In December, he was part of a group of buyers who paid $147.9 million for 529 Broadway at Spring Street in Soho. This most recent attempted purchase demonstrates his continued interest in the retail district.

The 10,875-square-foot building has 2,175 square feet on the ground floor, occupied by the Kardashian sisters’ store Dash, which signed a lease in 2010.

The court filing includes a letter of intent, dated May 21, which gave July 17 as the deadline for hashing out a final purchase-and-sale agreement for a $14 million transaction. The letter also included a strict confidentiality clause that expired last week, which precluded the property owners from soliciting rival bids. One of the letter’s provisions required Sutton and Edery to put a $700,000 deposit in escrow, which they did, according to the complaint.

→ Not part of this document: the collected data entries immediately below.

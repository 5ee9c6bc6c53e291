//! Config file loading and flag overrides.

use std::path::{Path, PathBuf};
use std::time::Duration;

use binder::{BootstrapConfig, OpenFallbackPolicy};
use tracing::debug;

use crate::cli::LaunchArgs;
use crate::error::{CliError, Result};

/// `<config dir>/binder/config.json`, e.g. `~/.config/binder/config.json` on Linux.
pub fn default_config_path() -> Option<PathBuf> {
	dirs::config_dir().map(|dir| dir.join("binder").join("config.json"))
}

/// Reads `explicit`, or the default location when it exists.
///
/// A missing default file yields [`BootstrapConfig::default`]; a missing
/// explicit file is an error.
pub fn load_config(explicit: Option<&Path>) -> Result<BootstrapConfig> {
	let path = match explicit {
		Some(path) => path.to_path_buf(),
		None => match default_config_path() {
			Some(path) if path.is_file() => path,
			_ => return Ok(BootstrapConfig::default()),
		},
	};

	debug!(target = "binder.cli", path = %path.display(), "loading config");
	let raw = std::fs::read_to_string(&path).map_err(|source| CliError::ConfigRead { path: path.clone(), source })?;
	serde_json::from_str(&raw).map_err(|source| CliError::ConfigParse { path, source })
}

/// Layers `launch` flags over a loaded config.
pub fn apply_launch_flags(mut config: BootstrapConfig, args: &LaunchArgs) -> BootstrapConfig {
	if let Some(ms) = args.timeout_ms {
		config = config.with_handshake_timeout(Duration::from_millis(ms));
	}
	if let Some(ms) = args.provision_timeout_ms {
		config = config.with_provision_timeout(Some(Duration::from_millis(ms)));
	}
	if args.no_telemetry {
		config = config.with_telemetry_url(None);
	}
	if args.accept_last_open {
		config = config.with_open_fallback(OpenFallbackPolicy::AcceptLast);
	}
	config
}

#[cfg(test)]
mod tests {
	use super::*;

	#[test]
	fn explicit_file_is_read() -> anyhow::Result<()> {
		let dir = tempfile::tempdir()?;
		let path = dir.path().join("config.json");
		std::fs::write(&path, r#"{"handshakeTimeoutMs": 5000, "logRepeatedMessages": true}"#)?;

		let config = load_config(Some(&path))?;
		assert_eq!(config.handshake_timeout(), Duration::from_secs(5));
		assert!(config.log_repeated_messages);
		assert_eq!(config.open_fallback, OpenFallbackPolicy::Strict);
		Ok(())
	}

	#[test]
	fn missing_explicit_file_is_an_error() {
		let dir = tempfile::tempdir().unwrap();
		let err = load_config(Some(&dir.path().join("absent.json"))).unwrap_err();
		assert!(matches!(err, CliError::ConfigRead { .. }));
	}

	#[test]
	fn malformed_file_reports_its_path() {
		let dir = tempfile::tempdir().unwrap();
		let path = dir.path().join("config.json");
		std::fs::write(&path, "{ nope").unwrap();

		let err = load_config(Some(&path)).unwrap_err();
		assert!(err.to_string().contains("config.json"));
	}

	#[test]
	fn flags_override_file_values() {
		let file = BootstrapConfig::default()
			.with_handshake_timeout(Duration::from_secs(5))
			.with_provision_timeout(Some(Duration::from_secs(60)));
		let args = LaunchArgs {
			timeout_ms: Some(1500),
			no_telemetry: true,
			accept_last_open: true,
			..Default::default()
		};

		let config = apply_launch_flags(file, &args);
		assert_eq!(config.handshake_timeout(), Duration::from_millis(1500));
		assert_eq!(config.provision_timeout(), Some(Duration::from_secs(60)));
		assert_eq!(config.telemetry_url, None);
		assert_eq!(config.open_fallback, OpenFallbackPolicy::AcceptLast);
	}
}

Then, on June 26, the sellers notified Sutton and Edery that “there had been a change in the thinking of the co-op,” court filings show.

On July 2, the sellers upped their asking price to $41 million, leading the buyers to believe they had solicited other offers for the space. On July 15, the sellers dropped the price down to $26 million. Edery and Sutton responded that they would buy it at the agreed $14 million price. At a loggerhead, the deal did not proceed, and last Friday, an attorney for the sellers called the letter of intent “null and void.” Five days later, Edery filed suit, after Sutton left as a partner.

The brokerage Marshall Real Estate, headed by Matthew Marshall, and based in the Meatpacking District, was the sole broker on the deal, the court filings say. He did not respond to a request for comment.